Lab 12: Statistics

Analysis of Diff-in-Diff Data

In this lab, we’ll analyze Diff-in-Diff data to understand the impact of insecticide-treated bed nets on malaria risk in Malawi. Using a hypothetical dataset, the World Bank wants to investigate whether distributing bed nets in city B from 2017 to 2020 reduced malaria cases. The analysis will involve creating causal models, mapping the region of interest, and conducting a statistical analysis to estimate the program’s effect on malaria risk.
Diff-in-Diff Analysis
Causal Inference
Probabilistic Models
Author

Bogdan G. Popescu

1 Introduction

In this hypothetical situation (the data is made up), the World Bank is planning on launching a program designed to reduce the risk of malaria in Malawi by providing insecticide-treated bed nets. So they provided insecticide-treated bed nets only to city B from 2017 to 2020. The World Bank selected 24 individuals (over 3 years) from city B and they want to investigate whether receiving such nets has any effect on people’s risk of malaria.

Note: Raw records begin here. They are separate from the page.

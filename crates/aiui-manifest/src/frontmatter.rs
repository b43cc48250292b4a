//! Frontmatter extraction for Markdown pages.

use serde::Deserialize;

/// Frontmatter of a docs page. Every field is optional.
#[derive(Debug, Clone, Deserialize, PartialEq)]
pub struct Frontmatter {
    /// Page title, overrides the first heading
    #[serde(default)]
    pub title: Option<String>,

    /// Page description for SEO
    #[serde(default)]
    pub description: Option<String>,

    /// Order among siblings (lower = first)
    #[serde(default)]
    pub order: Option<i64>,

    /// Whether the page is listed in navigation
    #[serde(default = "default_true")]
    pub nav: bool,
}

fn default_true() -> bool {
    true
}

impl Default for Frontmatter {
    fn default() -> Self {
        Self {
            title: None,
            description: None,
            order: None,
            nav: true,
        }
    }
}

/// Extract frontmatter from Markdown source.
///
/// Returns the parsed frontmatter and the body after the closing `---`.
pub fn extract_frontmatter(source: &str) -> Result<(Option<Frontmatter>, &str), FrontmatterError> {
    let trimmed = source.trim_start();

    if !trimmed.starts_with("---") {
        return Ok((None, source));
    }

    let after_open = &trimmed[3..];
    let Some(close_pos) = after_open.find("\n---") else {
        return Err(FrontmatterError::Unclosed);
    };

    let yaml = after_open[..close_pos].trim();
    let remaining = &after_open[close_pos + 4..];

    // An empty block is valid and means "all defaults".
    let frontmatter = if yaml.is_empty() {
        Frontmatter::default()
    } else {
        serde_yaml::from_str(yaml).map_err(|e| FrontmatterError::InvalidYaml(e.to_string()))?
    };

    Ok((Some(frontmatter), remaining.trim_start()))
}

/// Errors that can occur when parsing frontmatter.
#[derive(Debug, thiserror::Error)]
pub enum FrontmatterError {
    #[error("Unclosed frontmatter block - missing closing ---")]
    Unclosed,

    #[error("Invalid YAML in frontmatter: {0}")]
    InvalidYaml(String),
}
//! Navigation tree lookup.

use std::collections::HashSet;

use aiui_manifest::{NavItem, NavTree};

/// Find the nav item for a URL path.
///
/// Top-level items are groups and never match themselves; the search walks
/// each group's children depth-first in document order. An item matches
/// when its `path` equals `path`, or equals `path` with one leading `/`
/// removed. A relative query such as `intro` also finds `/intro`. The first
/// match wins.
///
/// The walk uses an explicit stack and never visits a node twice, so it
/// terminates on any input.
pub fn find_by_path<'a>(tree: &'a NavTree, path: &str) -> Option<&'a NavItem> {
    let mut visited: HashSet<*const NavItem> = HashSet::new();
    let mut stack: Vec<&NavItem> = tree
        .items
        .iter()
        .rev()
        .flat_map(|group| group.children.iter().rev())
        .collect();

    while let Some(item) = stack.pop() {
        if !visited.insert(item as *const NavItem) {
            continue;
        }

        if item.path.as_deref().is_some_and(|candidate| path_matches(candidate, path)) {
            return Some(item);
        }

        stack.extend(item.children.iter().rev());
    }

    None
}

fn path_matches(candidate: &str, path: &str) -> bool {
    candidate == path
        || path.strip_prefix('/') == Some(candidate)
        || (!path.starts_with('/') && candidate.strip_prefix('/') == Some(path))
}

/// All items that carry a path, in traversal order.
pub fn linked_items(tree: &NavTree) -> Vec<&NavItem> {
    let mut found = Vec::new();
    let mut stack: Vec<&NavItem> = tree.items.iter().rev().collect();

    while let Some(item) = stack.pop() {
        if item.path.is_some() {
            found.push(item);
        }
        stack.extend(item.children.iter().rev());
    }

    found
}

#[cfg(test)]
mod tests {
    use super::*;
    use pretty_assertions::assert_eq;

    fn item(title: &str, path: Option<&str>, children: Vec<NavItem>) -> NavItem {
        NavItem {
            title: title.to_string(),
            path: path.map(str::to_string),
            children,
        }
    }

    fn guide_tree() -> NavTree {
        NavTree {
            items: vec![item(
                "Guide",
                None,
                vec![item("Intro", Some("/intro"), vec![])],
            )],
        }
    }

    #[test]
    fn finds_item_with_or_without_leading_slash() {
        let tree = guide_tree();

        assert_eq!(find_by_path(&tree, "/intro").unwrap().title, "Intro");
        assert_eq!(find_by_path(&tree, "intro").unwrap().title, "Intro");
        assert!(find_by_path(&tree, "/missing").is_none());
    }

    #[test]
    fn strips_a_single_slash_only() {
        let tree = NavTree {
            items: vec![item("G", None, vec![item("Root", Some("setup"), vec![])])],
        };

        assert_eq!(find_by_path(&tree, "/setup").unwrap().title, "Root");
        assert!(find_by_path(&tree, "//setup").is_none());
    }

    #[test]
    fn first_match_in_document_order_wins() {
        let tree = NavTree {
            items: vec![
                item(
                    "A",
                    None,
                    vec![item(
                        "A1",
                        None,
                        vec![item("Deep", Some("/dup"), vec![])],
                    )],
                ),
                item("B", None, vec![item("Shallow", Some("/dup"), vec![])]),
            ],
        };

        assert_eq!(find_by_path(&tree, "/dup").unwrap().title, "Deep");
    }

    #[test]
    fn strips_the_slash_from_the_query_only() {
        let tree = NavTree {
            items: vec![item("G", None, vec![item("Setup", Some("/setup"), vec![])])],
        };

        assert_eq!(find_by_path(&tree, "//setup").unwrap().title, "Setup");
        assert_eq!(find_by_path(&tree, "/setup").unwrap().title, "Setup");
        assert!(find_by_path(&tree, "///setup").is_none());
    }

    #[test]
    fn groups_are_containers_only() {
        let tree = NavTree {
            items: vec![item(
                "Group",
                Some("/docs"),
                vec![item("Child", Some("/docs"), vec![])],
            )],
        };

        assert_eq!(find_by_path(&tree, "/docs").unwrap().title, "Child");

        let lone = NavTree {
            items: vec![item("Lone", Some("/lone"), vec![])],
        };
        assert!(find_by_path(&lone, "/lone").is_none());
    }

    #[test]
    fn handles_deep_trees() {
        let mut node = item("Leaf", Some("/leaf"), vec![]);
        for i in 0..1_000 {
            node = item(&format!("n{}", i), None, vec![node]);
        }
        let tree = NavTree {
            items: vec![item("Root", None, vec![node])],
        };

        assert_eq!(find_by_path(&tree, "leaf").unwrap().title, "Leaf");
        assert_eq!(linked_items(&tree).len(), 1);
    }

    #[test]
    fn linked_items_skip_groups() {
        let tree = guide_tree();
        let titles: Vec<&str> = linked_items(&tree).iter().map(|i| i.title.as_str()).collect();
        assert_eq!(titles, vec!["Intro"]);
    }
}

In this document, we want to calculate \(\beta_3\) from:

\[ Y_{it} = \beta_0 + \beta_1 \text{Group}_i + \beta_2 \text{Time}_t +\beta_3 (\text{Group}_i \times \text{Time}_t) + \epsilon_{it} \]

where:
Group = 1 if this is the treatment group
Time = 1 if this is the period after intervention
\(\beta_0\) - mean of the control group in the pre-treatment period
\(\beta_1\) - the change in outcome across groups
\(\beta_2\) - the change in outcome within groups.
\(\beta_3\) - the differences in differences

In our case, this is equivalent to:

\[ \text{Malaria Risk}_{it} = \beta_0 + \beta_1 \text{City B}_i + \beta_2 \text{Post-2017}_t +\beta_3 (\text{City B}_i \times \text{Post-2017}_t) + \epsilon_{it} \]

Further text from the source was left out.